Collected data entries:
********************
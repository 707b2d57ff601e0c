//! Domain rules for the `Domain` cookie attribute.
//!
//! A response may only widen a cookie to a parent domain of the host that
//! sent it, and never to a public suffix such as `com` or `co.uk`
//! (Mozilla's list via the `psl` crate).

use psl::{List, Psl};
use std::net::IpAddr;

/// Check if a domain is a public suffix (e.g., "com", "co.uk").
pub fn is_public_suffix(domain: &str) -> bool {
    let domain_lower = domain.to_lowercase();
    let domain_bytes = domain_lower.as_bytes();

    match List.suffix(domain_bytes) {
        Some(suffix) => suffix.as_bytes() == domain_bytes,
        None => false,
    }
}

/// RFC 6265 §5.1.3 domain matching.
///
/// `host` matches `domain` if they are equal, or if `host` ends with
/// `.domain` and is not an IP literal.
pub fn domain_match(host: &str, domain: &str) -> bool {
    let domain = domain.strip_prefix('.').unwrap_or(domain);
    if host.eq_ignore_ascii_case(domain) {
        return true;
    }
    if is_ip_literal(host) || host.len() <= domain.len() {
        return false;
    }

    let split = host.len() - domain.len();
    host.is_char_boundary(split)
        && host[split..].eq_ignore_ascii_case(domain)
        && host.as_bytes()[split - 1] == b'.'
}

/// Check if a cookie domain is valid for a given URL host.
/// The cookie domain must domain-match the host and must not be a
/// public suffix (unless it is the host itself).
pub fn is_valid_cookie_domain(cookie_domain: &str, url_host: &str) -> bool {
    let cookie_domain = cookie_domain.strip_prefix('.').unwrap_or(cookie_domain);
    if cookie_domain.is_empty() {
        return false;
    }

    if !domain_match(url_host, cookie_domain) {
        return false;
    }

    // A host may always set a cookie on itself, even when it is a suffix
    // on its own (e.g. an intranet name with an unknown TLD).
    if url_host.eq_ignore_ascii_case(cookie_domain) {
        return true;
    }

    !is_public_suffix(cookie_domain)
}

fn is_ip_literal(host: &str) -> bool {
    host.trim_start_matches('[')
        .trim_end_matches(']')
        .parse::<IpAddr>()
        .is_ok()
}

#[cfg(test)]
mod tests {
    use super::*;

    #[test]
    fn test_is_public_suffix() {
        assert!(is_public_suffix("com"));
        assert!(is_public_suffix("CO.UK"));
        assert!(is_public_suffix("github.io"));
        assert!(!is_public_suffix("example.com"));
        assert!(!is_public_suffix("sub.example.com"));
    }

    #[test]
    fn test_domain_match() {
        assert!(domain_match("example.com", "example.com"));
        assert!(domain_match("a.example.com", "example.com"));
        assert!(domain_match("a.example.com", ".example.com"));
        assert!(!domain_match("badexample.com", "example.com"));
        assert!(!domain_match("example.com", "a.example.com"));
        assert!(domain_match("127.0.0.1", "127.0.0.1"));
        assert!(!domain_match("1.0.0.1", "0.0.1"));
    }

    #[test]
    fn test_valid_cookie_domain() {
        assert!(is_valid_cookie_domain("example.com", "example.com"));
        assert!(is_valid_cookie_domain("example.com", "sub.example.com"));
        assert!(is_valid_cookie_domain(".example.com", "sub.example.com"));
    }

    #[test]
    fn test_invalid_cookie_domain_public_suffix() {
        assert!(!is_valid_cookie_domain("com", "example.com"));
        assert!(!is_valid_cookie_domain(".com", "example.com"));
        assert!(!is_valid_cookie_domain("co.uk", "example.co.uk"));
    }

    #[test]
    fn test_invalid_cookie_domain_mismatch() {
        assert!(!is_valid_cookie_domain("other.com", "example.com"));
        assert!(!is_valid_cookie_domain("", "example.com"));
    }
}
********************
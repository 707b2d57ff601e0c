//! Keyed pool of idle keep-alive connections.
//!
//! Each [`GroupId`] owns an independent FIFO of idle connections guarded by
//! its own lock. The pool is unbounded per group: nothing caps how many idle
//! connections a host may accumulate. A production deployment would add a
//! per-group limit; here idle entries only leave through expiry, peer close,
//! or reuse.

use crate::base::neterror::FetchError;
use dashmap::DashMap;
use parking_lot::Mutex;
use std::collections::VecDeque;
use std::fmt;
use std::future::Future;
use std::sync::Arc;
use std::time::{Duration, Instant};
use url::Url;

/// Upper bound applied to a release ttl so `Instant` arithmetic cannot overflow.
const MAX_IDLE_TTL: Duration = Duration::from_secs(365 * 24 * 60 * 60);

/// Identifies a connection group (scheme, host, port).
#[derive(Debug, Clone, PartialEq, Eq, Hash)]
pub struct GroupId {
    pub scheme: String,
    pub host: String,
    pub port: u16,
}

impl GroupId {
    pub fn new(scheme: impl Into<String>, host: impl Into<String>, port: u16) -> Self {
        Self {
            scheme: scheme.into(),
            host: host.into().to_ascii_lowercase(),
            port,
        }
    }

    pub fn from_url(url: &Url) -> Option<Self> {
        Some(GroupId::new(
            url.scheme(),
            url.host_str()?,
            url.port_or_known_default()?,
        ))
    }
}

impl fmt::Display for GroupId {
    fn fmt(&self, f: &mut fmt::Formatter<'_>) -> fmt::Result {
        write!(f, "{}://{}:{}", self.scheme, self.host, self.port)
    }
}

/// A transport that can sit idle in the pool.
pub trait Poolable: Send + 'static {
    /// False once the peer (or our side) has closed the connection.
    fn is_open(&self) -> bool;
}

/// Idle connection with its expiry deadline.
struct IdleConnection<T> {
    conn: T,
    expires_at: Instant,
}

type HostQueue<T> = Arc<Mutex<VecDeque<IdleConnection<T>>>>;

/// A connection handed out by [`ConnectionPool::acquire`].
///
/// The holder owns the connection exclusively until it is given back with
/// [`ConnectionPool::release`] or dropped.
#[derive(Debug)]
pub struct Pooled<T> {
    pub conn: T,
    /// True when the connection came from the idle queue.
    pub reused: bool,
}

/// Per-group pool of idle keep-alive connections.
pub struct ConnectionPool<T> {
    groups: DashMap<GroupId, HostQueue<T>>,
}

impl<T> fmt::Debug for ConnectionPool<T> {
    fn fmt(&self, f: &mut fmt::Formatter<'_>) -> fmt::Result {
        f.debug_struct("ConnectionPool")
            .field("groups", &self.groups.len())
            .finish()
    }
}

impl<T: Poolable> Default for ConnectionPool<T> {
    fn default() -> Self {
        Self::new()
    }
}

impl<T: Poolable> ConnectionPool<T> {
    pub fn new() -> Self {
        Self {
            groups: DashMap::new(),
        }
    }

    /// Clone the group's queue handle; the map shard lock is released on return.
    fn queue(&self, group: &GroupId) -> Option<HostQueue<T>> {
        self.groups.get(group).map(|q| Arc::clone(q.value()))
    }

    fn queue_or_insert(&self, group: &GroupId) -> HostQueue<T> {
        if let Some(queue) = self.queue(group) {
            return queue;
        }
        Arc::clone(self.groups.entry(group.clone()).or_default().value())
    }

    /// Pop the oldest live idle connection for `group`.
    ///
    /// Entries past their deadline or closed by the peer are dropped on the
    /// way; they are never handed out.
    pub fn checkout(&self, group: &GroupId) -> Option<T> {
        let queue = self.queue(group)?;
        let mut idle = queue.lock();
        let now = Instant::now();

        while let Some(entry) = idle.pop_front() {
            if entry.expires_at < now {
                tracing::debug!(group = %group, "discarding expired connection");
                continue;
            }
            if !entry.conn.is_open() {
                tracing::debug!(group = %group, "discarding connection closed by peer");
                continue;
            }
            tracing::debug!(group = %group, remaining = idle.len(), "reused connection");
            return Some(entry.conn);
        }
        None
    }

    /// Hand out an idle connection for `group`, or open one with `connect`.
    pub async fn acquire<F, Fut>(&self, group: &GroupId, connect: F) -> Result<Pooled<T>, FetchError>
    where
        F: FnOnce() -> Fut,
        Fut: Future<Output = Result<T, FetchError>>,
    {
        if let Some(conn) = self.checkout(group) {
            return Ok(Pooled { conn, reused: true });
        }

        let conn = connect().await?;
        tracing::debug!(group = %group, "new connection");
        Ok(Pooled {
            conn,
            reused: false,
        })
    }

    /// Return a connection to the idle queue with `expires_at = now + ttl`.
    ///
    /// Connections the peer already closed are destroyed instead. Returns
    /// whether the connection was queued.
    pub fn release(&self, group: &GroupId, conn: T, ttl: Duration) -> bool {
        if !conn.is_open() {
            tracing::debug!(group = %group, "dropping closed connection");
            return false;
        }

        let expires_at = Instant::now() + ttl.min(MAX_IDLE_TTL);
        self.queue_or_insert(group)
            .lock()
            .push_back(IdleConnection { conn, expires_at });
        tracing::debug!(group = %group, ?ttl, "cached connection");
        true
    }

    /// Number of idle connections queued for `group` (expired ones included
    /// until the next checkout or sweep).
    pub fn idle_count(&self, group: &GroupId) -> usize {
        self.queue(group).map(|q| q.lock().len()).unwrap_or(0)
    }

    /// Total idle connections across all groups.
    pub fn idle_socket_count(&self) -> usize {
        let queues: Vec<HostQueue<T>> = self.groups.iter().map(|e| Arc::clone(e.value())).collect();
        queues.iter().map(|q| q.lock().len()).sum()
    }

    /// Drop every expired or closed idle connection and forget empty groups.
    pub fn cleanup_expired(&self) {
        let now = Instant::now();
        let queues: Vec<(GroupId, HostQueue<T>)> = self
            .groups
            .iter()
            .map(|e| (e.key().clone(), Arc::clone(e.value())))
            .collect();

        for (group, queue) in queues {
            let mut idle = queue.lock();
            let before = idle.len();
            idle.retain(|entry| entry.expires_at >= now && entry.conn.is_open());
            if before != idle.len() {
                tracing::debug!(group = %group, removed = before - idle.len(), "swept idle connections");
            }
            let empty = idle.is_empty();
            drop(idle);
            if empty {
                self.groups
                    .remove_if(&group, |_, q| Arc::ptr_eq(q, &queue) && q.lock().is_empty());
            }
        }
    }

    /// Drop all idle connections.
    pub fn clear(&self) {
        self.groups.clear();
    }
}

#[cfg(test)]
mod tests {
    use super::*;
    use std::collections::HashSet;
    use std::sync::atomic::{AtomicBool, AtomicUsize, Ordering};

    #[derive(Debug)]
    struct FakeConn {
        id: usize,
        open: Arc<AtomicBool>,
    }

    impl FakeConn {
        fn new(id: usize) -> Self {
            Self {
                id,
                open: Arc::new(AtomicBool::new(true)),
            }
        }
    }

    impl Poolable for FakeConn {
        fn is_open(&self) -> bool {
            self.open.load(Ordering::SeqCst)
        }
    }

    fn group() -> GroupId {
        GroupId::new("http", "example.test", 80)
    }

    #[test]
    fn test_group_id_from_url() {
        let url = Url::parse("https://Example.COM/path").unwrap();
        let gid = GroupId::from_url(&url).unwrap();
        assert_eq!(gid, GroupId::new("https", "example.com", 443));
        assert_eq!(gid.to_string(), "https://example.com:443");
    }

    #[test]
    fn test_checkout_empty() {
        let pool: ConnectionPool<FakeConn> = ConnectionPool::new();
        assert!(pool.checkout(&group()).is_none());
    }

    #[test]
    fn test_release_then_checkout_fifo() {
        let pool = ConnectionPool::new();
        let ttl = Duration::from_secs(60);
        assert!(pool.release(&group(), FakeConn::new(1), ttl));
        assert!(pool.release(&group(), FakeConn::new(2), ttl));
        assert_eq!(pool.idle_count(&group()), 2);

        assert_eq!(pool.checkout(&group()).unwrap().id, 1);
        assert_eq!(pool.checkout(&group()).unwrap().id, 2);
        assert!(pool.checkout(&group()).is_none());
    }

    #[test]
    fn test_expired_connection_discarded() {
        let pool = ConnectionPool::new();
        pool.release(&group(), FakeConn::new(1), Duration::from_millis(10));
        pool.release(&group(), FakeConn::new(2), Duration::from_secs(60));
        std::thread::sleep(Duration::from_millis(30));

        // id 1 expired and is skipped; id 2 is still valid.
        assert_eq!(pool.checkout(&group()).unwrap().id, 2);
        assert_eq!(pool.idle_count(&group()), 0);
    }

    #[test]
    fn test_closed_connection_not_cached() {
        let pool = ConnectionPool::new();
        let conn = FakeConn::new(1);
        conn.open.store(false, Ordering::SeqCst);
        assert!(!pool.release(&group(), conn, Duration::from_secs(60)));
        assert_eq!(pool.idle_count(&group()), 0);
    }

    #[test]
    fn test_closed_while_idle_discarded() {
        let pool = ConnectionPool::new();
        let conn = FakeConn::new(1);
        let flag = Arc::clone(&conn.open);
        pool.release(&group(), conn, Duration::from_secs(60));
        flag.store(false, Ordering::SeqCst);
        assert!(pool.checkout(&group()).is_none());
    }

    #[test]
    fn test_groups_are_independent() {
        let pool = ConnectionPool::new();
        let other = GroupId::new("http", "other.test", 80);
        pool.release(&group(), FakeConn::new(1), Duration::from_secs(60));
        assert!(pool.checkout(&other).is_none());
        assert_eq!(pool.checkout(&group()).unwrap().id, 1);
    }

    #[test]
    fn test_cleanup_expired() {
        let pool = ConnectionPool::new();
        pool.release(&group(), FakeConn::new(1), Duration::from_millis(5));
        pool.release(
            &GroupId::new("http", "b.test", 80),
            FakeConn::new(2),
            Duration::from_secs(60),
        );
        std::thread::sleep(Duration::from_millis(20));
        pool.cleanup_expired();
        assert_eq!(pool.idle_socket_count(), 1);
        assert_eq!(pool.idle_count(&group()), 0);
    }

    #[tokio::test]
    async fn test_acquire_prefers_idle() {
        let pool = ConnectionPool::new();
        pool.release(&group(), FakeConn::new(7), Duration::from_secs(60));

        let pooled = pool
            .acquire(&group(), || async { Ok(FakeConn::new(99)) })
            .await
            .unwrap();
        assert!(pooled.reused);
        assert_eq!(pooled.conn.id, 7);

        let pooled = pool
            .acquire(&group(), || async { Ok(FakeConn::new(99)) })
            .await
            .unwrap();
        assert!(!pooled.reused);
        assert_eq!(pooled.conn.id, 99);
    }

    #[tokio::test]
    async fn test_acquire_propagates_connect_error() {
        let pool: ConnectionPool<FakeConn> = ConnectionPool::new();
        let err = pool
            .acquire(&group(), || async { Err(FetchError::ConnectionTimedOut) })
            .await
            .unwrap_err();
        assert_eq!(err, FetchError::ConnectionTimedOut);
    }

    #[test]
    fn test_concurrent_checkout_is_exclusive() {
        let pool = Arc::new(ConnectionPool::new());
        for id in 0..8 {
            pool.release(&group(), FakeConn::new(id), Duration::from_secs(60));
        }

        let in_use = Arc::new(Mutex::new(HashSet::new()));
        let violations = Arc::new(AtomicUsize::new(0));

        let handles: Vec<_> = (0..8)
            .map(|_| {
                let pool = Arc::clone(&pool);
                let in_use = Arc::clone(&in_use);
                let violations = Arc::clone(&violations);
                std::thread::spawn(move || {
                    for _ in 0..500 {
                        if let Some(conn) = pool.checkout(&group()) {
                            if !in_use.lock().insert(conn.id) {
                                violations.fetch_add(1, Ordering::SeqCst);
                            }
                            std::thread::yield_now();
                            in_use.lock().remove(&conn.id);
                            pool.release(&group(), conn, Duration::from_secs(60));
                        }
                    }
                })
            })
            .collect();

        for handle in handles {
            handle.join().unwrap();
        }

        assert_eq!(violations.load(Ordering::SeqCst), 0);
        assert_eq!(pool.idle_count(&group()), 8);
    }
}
********************
What is being asked
If a line above includes the word "handed", count it; then give the final number by itself.

Task result
2